[DIRECTIONS] Lift every line from the entries that includes the word "data".
▼
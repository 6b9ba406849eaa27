//! mem0 Memory Gateway
//!
//! HTTP implementation of [`MemoryGateway`] against the mem0 REST API:
//!
//! - `GET  /v1/memories/?user_id|agent_id=…&output_format=…`
//! - `POST /v1/memories/search/` with `{query, user_id|agent_id}`
//! - `POST /v1/memories/` with `{messages, user_id|agent_id, output_format}`
//!
//! The API answers either with a bare array or with `{results: [...]}`
//! depending on the output format; both shapes are accepted.

use async_trait::async_trait;
use reqwest::{Client, Response};
use sdk::types::{ChatMessage, OwnerKind};
use serde_json::{json, Value};
use std::time::Duration;
use tracing::debug;

use super::{MemoryError, MemoryGateway, MemoryHit, Result};
use crate::config::MemoryServiceConfig;
use crate::secrets::{scrub, SecretString};

pub struct Mem0Gateway {
    base_url: String,
    auth_scheme: String,
    output_format: String,
    client: Client,
}

impl Mem0Gateway {
    /// Create a gateway with the default `Token` scheme and `v1.1` format
    pub fn new(base_url: impl Into<String>) -> Self {
        Self::from_config(&MemoryServiceConfig {
            base_url: base_url.into(),
            ..MemoryServiceConfig::default()
        })
    }

    /// Create a gateway from the `[memory]` configuration section
    pub fn from_config(config: &MemoryServiceConfig) -> Self {
        Self {
            base_url: config.base_url.trim_end_matches('/').to_string(),
            auth_scheme: config.auth_scheme.clone(),
            output_format: config.output_format.clone(),
            client: Client::builder()
                .timeout(Duration::from_secs(config.timeout_secs))
                .build()
                .unwrap_or_else(|_| Client::new()),
        }
    }

    fn authorization(&self, credential: &SecretString) -> String {
        format!("{} {}", self.auth_scheme, credential.unsecure())
    }

    /// Fail fast before touching the network
    fn ensure_usable(owner: OwnerKind, id: &str, credential: &SecretString) -> Result<()> {
        if credential.is_empty() {
            return Err(MemoryError::AuthenticationFailed(
                "memory service credential is missing".to_string(),
            ));
        }
        if id.trim().is_empty() {
            return Err(MemoryError::MissingIdentity(owner));
        }
        Ok(())
    }

    /// Map non-2xx statuses onto the error taxonomy
    async fn check_status(response: Response) -> Result<Response> {
        let status = response.status();
        if status.is_success() {
            return Ok(response);
        }

        let text = scrub(&response.text().await.unwrap_or_default());
        match status.as_u16() {
            401 | 403 => Err(MemoryError::AuthenticationFailed(text)),
            code => Err(MemoryError::Upstream {
                status: code,
                body: text,
            }),
        }
    }

    async fn read_json(response: Response) -> Result<Value> {
        response
            .json()
            .await
            .map_err(|e| MemoryError::Malformed(e.to_string()))
    }
}

/// The result items of a memory payload, whichever shape it came in
fn result_items(data: &Value) -> &[Value] {
    match data {
        Value::Array(items) => items,
        Value::Object(map) => map
            .get("results")
            .and_then(|r| r.as_array())
            .map(Vec::as_slice)
            .unwrap_or_default(),
        _ => &[],
    }
}

/// Memory text of a result item, if it has one
fn memory_text(item: &Value) -> Option<&str> {
    item.get("memory").and_then(|m| m.as_str())
}

#[async_trait]
impl MemoryGateway for Mem0Gateway {
    async fn retrieve(
        &self,
        owner: OwnerKind,
        id: &str,
        credential: &SecretString,
    ) -> Result<Vec<String>> {
        Self::ensure_usable(owner, id, credential)?;

        let url = format!("{}/v1/memories/", self.base_url);
        debug!("Retrieving {} memories for '{}'", owner, id);

        let response = self
            .client
            .get(&url)
            .header("Authorization", self.authorization(credential))
            .query(&[
                (owner.id_field(), id),
                ("output_format", self.output_format.as_str()),
            ])
            .send()
            .await
            .map_err(|e| MemoryError::NetworkError(e.to_string()))?;

        let data = Self::read_json(Self::check_status(response).await?).await?;

        Ok(result_items(&data)
            .iter()
            .filter_map(memory_text)
            .map(str::to_string)
            .collect())
    }

    async fn search(
        &self,
        query: &str,
        owner: OwnerKind,
        id: &str,
        credential: &SecretString,
    ) -> Result<Vec<MemoryHit>> {
        Self::ensure_usable(owner, id, credential)?;

        let url = format!("{}/v1/memories/search/", self.base_url);
        let mut body = json!({ "query": query });
        body[owner.id_field()] = json!(id);

        let response = self
            .client
            .post(&url)
            .header("Authorization", self.authorization(credential))
            .json(&body)
            .send()
            .await
            .map_err(|e| MemoryError::NetworkError(e.to_string()))?;

        let data = Self::read_json(Self::check_status(response).await?).await?;

        let hits: Vec<MemoryHit> = result_items(&data)
            .iter()
            .filter_map(|item| {
                memory_text(item).map(|text| MemoryHit {
                    text: text.to_string(),
                    raw: item.clone(),
                })
            })
            .collect();

        debug!("Search found {} {} memories", hits.len(), owner);
        Ok(hits)
    }

    async fn write(
        &self,
        messages: &[ChatMessage],
        owner: OwnerKind,
        id: &str,
        credential: &SecretString,
    ) -> Result<()> {
        Self::ensure_usable(owner, id, credential)?;

        let url = format!("{}/v1/memories/", self.base_url);
        let mut body = json!({
            "messages": messages,
            "output_format": self.output_format,
        });
        body[owner.id_field()] = json!(id);

        let response = self
            .client
            .post(&url)
            .header("Authorization", self.authorization(credential))
            .json(&body)
            .send()
            .await
            .map_err(|e| MemoryError::NetworkError(e.to_string()))?;

        Self::check_status(response).await?;
        Ok(())
    }
}
//! Event Bus for session observers
//!
//! The orchestrator and the session store announce state changes here so a
//! front end can redraw without polling. Subscriptions are per event type or
//! global ("All"), each backed by a bounded channel.
//!
//! Publishing never waits on a slow observer: an event that does not fit in a
//! subscriber's buffer is dropped for that subscriber, and subscribers whose
//! receiver has gone away are pruned.

use std::collections::HashMap;
use std::sync::Arc;
use tokio::sync::mpsc::error::TrySendError;
use tokio::sync::{mpsc, Mutex};
use tracing::debug;

/// Channel buffer size for bounded channels
const CHANNEL_BUFFER_SIZE: usize = 100;

/// Event types that can be published on the bus
#[derive(Debug, Clone, Copy, Hash, Eq, PartialEq)]
pub enum EventType {
    /// A turn passed validation and is in flight
    TurnStarted,
    /// A turn produced a reply
    TurnResolved,
    /// A turn failed after it started
    TurnFailed,
    /// Remote memories may have changed
    MemoriesChanged,
    /// Session settings were persisted
    ConfigSaved,
    /// Subscribe to all event types
    All,
}

/// Events that can be published on the bus
#[derive(Debug, Clone, PartialEq, Eq)]
pub enum Event {
    TurnStarted { turn_id: String },
    TurnResolved { turn_id: String },
    TurnFailed { turn_id: String, error: String },
    MemoriesChanged,
    ConfigSaved,
}

impl Event {
    /// Get the event type for this event
    pub fn event_type(&self) -> EventType {
        match self {
            Event::TurnStarted { .. } => EventType::TurnStarted,
            Event::TurnResolved { .. } => EventType::TurnResolved,
            Event::TurnFailed { .. } => EventType::TurnFailed,
            Event::MemoriesChanged => EventType::MemoriesChanged,
            Event::ConfigSaved => EventType::ConfigSaved,
        }
    }
}

/// Pub/sub bus between the engine and its observers
pub struct EventBus {
    channels: Arc<Mutex<HashMap<EventType, Vec<mpsc::Sender<Event>>>>>,
}

impl EventBus {
    pub fn new() -> Self {
        Self {
            channels: Arc::new(Mutex::new(HashMap::new())),
        }
    }

    /// Subscribe to a specific event type, or `EventType::All`
    pub async fn subscribe(&self, event_type: EventType) -> mpsc::Receiver<Event> {
        let (tx, rx) = mpsc::channel(CHANNEL_BUFFER_SIZE);
        let mut channels = self.channels.lock().await;
        channels.entry(event_type).or_default().push(tx);
        rx
    }

    /// Publish an event to its type's subscribers and to "All" subscribers
    pub async fn publish(&self, event: Event) {
        let mut channels = self.channels.lock().await;
        let event_type = event.event_type();

        for key in [event_type, EventType::All] {
            if let Some(subscribers) = channels.get_mut(&key) {
                subscribers.retain(|tx| match tx.try_send(event.clone()) {
                    Ok(()) => true,
                    Err(TrySendError::Full(_)) => {
                        debug!("Subscriber buffer full, dropping {:?}", event_type);
                        true
                    }
                    Err(TrySendError::Closed(_)) => false,
                });
            }
        }
    }
}

impl Default for EventBus {
    fn default() -> Self {
        Self::new()
    }
}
▲
[WRITTEN ANSWER]
fn result_items(data: &Value) -> &[Value] {
    match data {
        let data = Self::read_json(Self::check_status(response).await?).await?;
        Ok(result_items(&data)
        let data = Self::read_json(Self::check_status(response).await?).await?;
        let hits: Vec<MemoryHit> = result_items(&data)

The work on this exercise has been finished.